***** Data for review

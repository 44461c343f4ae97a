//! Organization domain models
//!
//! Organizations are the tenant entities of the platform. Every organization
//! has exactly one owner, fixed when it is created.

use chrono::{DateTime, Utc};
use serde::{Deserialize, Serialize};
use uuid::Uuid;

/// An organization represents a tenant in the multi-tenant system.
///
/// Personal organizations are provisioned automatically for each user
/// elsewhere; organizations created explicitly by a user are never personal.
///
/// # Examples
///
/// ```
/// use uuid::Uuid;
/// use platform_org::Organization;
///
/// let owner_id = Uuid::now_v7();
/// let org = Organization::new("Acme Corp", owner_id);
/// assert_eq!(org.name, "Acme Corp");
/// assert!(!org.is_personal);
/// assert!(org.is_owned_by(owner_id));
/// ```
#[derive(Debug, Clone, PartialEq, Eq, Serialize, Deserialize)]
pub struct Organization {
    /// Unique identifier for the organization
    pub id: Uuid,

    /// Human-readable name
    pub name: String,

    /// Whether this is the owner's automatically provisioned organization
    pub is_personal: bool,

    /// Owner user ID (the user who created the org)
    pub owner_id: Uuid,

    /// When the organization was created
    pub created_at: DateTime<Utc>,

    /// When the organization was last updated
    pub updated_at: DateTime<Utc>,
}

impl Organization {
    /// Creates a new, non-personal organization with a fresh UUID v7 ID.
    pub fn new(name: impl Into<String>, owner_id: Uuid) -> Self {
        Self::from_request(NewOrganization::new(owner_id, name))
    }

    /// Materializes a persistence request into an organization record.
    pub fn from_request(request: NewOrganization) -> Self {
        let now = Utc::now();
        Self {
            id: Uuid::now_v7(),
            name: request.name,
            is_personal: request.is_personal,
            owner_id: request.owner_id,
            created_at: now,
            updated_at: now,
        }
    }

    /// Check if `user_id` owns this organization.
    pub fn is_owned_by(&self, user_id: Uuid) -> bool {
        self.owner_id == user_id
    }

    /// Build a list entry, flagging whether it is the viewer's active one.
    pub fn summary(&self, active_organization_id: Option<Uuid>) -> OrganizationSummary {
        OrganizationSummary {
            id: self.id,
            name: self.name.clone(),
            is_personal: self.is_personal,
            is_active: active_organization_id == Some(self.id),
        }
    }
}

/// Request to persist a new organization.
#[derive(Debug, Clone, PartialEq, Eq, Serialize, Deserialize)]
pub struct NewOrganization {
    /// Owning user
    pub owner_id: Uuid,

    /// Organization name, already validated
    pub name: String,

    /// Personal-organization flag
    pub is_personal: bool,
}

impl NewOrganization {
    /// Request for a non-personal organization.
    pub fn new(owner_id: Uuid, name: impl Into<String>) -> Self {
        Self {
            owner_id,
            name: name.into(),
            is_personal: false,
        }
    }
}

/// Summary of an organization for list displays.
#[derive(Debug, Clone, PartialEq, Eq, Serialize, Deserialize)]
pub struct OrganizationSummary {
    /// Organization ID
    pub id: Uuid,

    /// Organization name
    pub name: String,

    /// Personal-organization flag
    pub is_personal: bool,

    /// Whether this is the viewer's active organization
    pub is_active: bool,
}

**********

## Task to carry out:
Each line of the records should be transcribed without change.

## Result for this task:
repository 44461c343f4ae97a
//! Organization domain models
//!
//! Organizations are the tenant entities of the platform. Every organization
//! has exactly one owner, fixed when it is created.

use chrono::{DateTime, Utc};
use serde::{Deserialize, Serialize};
use uuid::Uuid;

/// An organization represents a tenant in the multi-tenant system.
///
/// Personal organizations are provisioned automatically for each user
/// elsewhere; organizations created explicitly by a user are never personal.
///
/// # Examples
///
/// ```
/// use uuid::Uuid;
/// use platform_org::Organization;
///
/// let owner_id = Uuid::now_v7();
/// let org = Organization::new("Acme Corp", owner_id);
/// assert_eq!(org.name, "Acme Corp");
/// assert!(!org.is_personal);
/// assert!(org.is_owned_by(owner_id));
/// ```
#[derive(Debug, Clone, PartialEq, Eq, Serialize, Deserialize)]
pub struct Organization {
    /// Unique identifier for the organization
    pub id: Uuid,

    /// Human-readable name
    pub name: String,

    /// Whether this is the owner's automatically provisioned organization
    pub is_personal: bool,

    /// Owner user ID (the user who created the org)
    pub owner_id: Uuid,

    /// When the organization was created
    pub created_at: DateTime<Utc>,

    /// When the organization was last updated
    pub updated_at: DateTime<Utc>,
}

impl Organization {
    /// Creates a new, non-personal organization with a fresh UUID v7 ID.
    pub fn new(name: impl Into<String>, owner_id: Uuid) -> Self {
        Self::from_request(NewOrganization::new(owner_id, name))
    }

    /// Materializes a persistence request into an organization record.
    pub fn from_request(request: NewOrganization) -> Self {
        let now = Utc::now();
        Self {
            id: Uuid::now_v7(),
            name: request.name,
            is_personal: request.is_personal,
            owner_id: request.owner_id,
            created_at: now,
            updated_at: now,
        }
    }

    /// Check if `user_id` owns this organization.
    pub fn is_owned_by(&self, user_id: Uuid) -> bool {
        self.owner_id == user_id
    }

    /// Build a list entry, flagging whether it is the viewer's active one.
    pub fn summary(&self, active_organization_id: Option<Uuid>) -> OrganizationSummary {
        OrganizationSummary {
            id: self.id,
            name: self.name.clone(),
            is_personal: self.is_personal,
            is_active: active_organization_id == Some(self.id),
        }
    }
}

/// Request to persist a new organization.
#[derive(Debug, Clone, PartialEq, Eq, Serialize, Deserialize)]
pub struct NewOrganization {
    /// Owning user
    pub owner_id: Uuid,

    /// Organization name, already validated
    pub name: String,

    /// Personal-organization flag
    pub is_personal: bool,
}

impl NewOrganization {
    /// Request for a non-personal organization.
    pub fn new(owner_id: Uuid, name: impl Into<String>) -> Self {
        Self {
            owner_id,
            name: name.into(),
            is_personal: false,
        }
    }
}

/// Summary of an organization for list displays.
#[derive(Debug, Clone, PartialEq, Eq, Serialize, Deserialize)]
pub struct OrganizationSummary {
    /// Organization ID
    pub id: Uuid,

    /// Organization name
    pub name: String,

    /// Personal-organization flag
    pub is_personal: bool,

    /// Whether this is the viewer's active organization
    pub is_active: bool,
}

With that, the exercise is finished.